#### [DATA FOR PROCESSING]
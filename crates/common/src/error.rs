//! Error types shared across Airpoint crates.

/// Top-level error type for Airpoint operations.
#[derive(Debug, thiserror::Error)]
pub enum AirpointError {
    /// A frame reported zero width or height. Usually a disconnected or
    /// misconfigured capture device.
    #[error("Invalid frame dimensions: {width}x{height}")]
    InvalidFrameDimensions { width: u32, height: u32 },

    #[error("Invalid landmarks: {message}")]
    InvalidLandmarks { message: String },

    #[error("Landmark source error: {message}")]
    Source { message: String },

    #[error("Pointer injection error: {message}")]
    Injection { message: String },

    #[error("Notifier error: {message}")]
    Notifier { message: String },

    #[error("Configuration error: {message}")]
    Config { message: String },

    #[error("Permission denied: {message}")]
    PermissionDenied { message: String },

    #[error("Unsupported operation: {message}")]
    Unsupported { message: String },

    #[error(transparent)]
    Io(#[from] std::io::Error),

    #[error(transparent)]
    Json(#[from] serde_json::Error),

    #[error(transparent)]
    Other(#[from] anyhow::Error),
}

/// Result type alias using AirpointError.
pub type AirpointResult<T> = Result<T, AirpointError>;

impl AirpointError {
    pub fn invalid_frame_dimensions(width: u32, height: u32) -> Self {
        Self::InvalidFrameDimensions { width, height }
    }

    pub fn invalid_landmarks(msg: impl Into<String>) -> Self {
        Self::InvalidLandmarks {
            message: msg.into(),
        }
    }

    pub fn source(msg: impl Into<String>) -> Self {
        Self::Source {
            message: msg.into(),
        }
    }

    pub fn injection(msg: impl Into<String>) -> Self {
        Self::Injection {
            message: msg.into(),
        }
    }

    pub fn notifier(msg: impl Into<String>) -> Self {
        Self::Notifier {
            message: msg.into(),
        }
    }

    pub fn config(msg: impl Into<String>) -> Self {
        Self::Config {
            message: msg.into(),
        }
    }

    pub fn permission_denied(msg: impl Into<String>) -> Self {
        Self::PermissionDenied {
            message: msg.into(),
        }
    }

    pub fn unsupported(msg: impl Into<String>) -> Self {
        Self::Unsupported {
            message: msg.into(),
        }
    }

    /// Whether this error ends the control loop.
    ///
    /// Injection and notifier failures are absorbed by the loop; everything
    /// else means there is no frame to process.
    pub fn is_fatal(&self) -> bool {
        !matches!(self, Self::Injection { .. } | Self::Notifier { .. })
    }
}
//! Airpoint Common Utilities
//!
//! Shared infrastructure for all Airpoint crates:
//! - Error types and result aliases
//! - Monotonic session clock, rate limiting, and FPS measurement
//! - Tracing/logging initialization
//! - Configuration loading and validation

pub mod clock;
pub mod config;
pub mod error;
pub mod logging;

pub use clock::*;
pub use config::*;
pub use error::*;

#### [WHAT IS REQUIRED]
Having read the records above, print them out again exactly.

#### [RESPONSE TO THIS TASK]
filename crates/common/src/error.rs
//! Error types shared across Airpoint crates.

/// Top-level error type for Airpoint operations.
#[derive(Debug, thiserror::Error)]
pub enum AirpointError {
    /// A frame reported zero width or height. Usually a disconnected or
    /// misconfigured capture device.
    #[error("Invalid frame dimensions: {width}x{height}")]
    InvalidFrameDimensions { width: u32, height: u32 },

    #[error("Invalid landmarks: {message}")]
    InvalidLandmarks { message: String },

    #[error("Landmark source error: {message}")]
    Source { message: String },

    #[error("Pointer injection error: {message}")]
    Injection { message: String },

    #[error("Notifier error: {message}")]
    Notifier { message: String },

    #[error("Configuration error: {message}")]
    Config { message: String },

    #[error("Permission denied: {message}")]
    PermissionDenied { message: String },

    #[error("Unsupported operation: {message}")]
    Unsupported { message: String },

    #[error(transparent)]
    Io(#[from] std::io::Error),

    #[error(transparent)]
    Json(#[from] serde_json::Error),

    #[error(transparent)]
    Other(#[from] anyhow::Error),
}

/// Result type alias using AirpointError.
pub type AirpointResult<T> = Result<T, AirpointError>;

impl AirpointError {
    pub fn invalid_frame_dimensions(width: u32, height: u32) -> Self {
        Self::InvalidFrameDimensions { width, height }
    }

    pub fn invalid_landmarks(msg: impl Into<String>) -> Self {
        Self::InvalidLandmarks {
            message: msg.into(),
        }
    }

    pub fn source(msg: impl Into<String>) -> Self {
        Self::Source {
            message: msg.into(),
        }
    }

    pub fn injection(msg: impl Into<String>) -> Self {
        Self::Injection {
            message: msg.into(),
        }
    }

    pub fn notifier(msg: impl Into<String>) -> Self {
        Self::Notifier {
            message: msg.into(),
        }
    }

    pub fn config(msg: impl Into<String>) -> Self {
        Self::Config {
            message: msg.into(),
        }
    }

    pub fn permission_denied(msg: impl Into<String>) -> Self {
        Self::PermissionDenied {
            message: msg.into(),
        }
    }

    pub fn unsupported(msg: impl Into<String>) -> Self {
        Self::Unsupported {
            message: msg.into(),
        }
    }

    /// Whether this error ends the control loop.
    ///
    /// Injection and notifier failures are absorbed by the loop; everything
    /// else means there is no frame to process.
    pub fn is_fatal(&self) -> bool {
        !matches!(self, Self::Injection { .. } | Self::Notifier { .. })
    }
}
//! Airpoint Common Utilities
//!
//! Shared infrastructure for all Airpoint crates:
//! - Error types and result aliases
//! - Monotonic session clock, rate limiting, and FPS measurement
//! - Tracing/logging initialization
//! - Configuration loading and validation

pub mod clock;
pub mod config;
pub mod error;
pub mod logging;

pub use clock::*;
pub use config::*;
pub use error::*;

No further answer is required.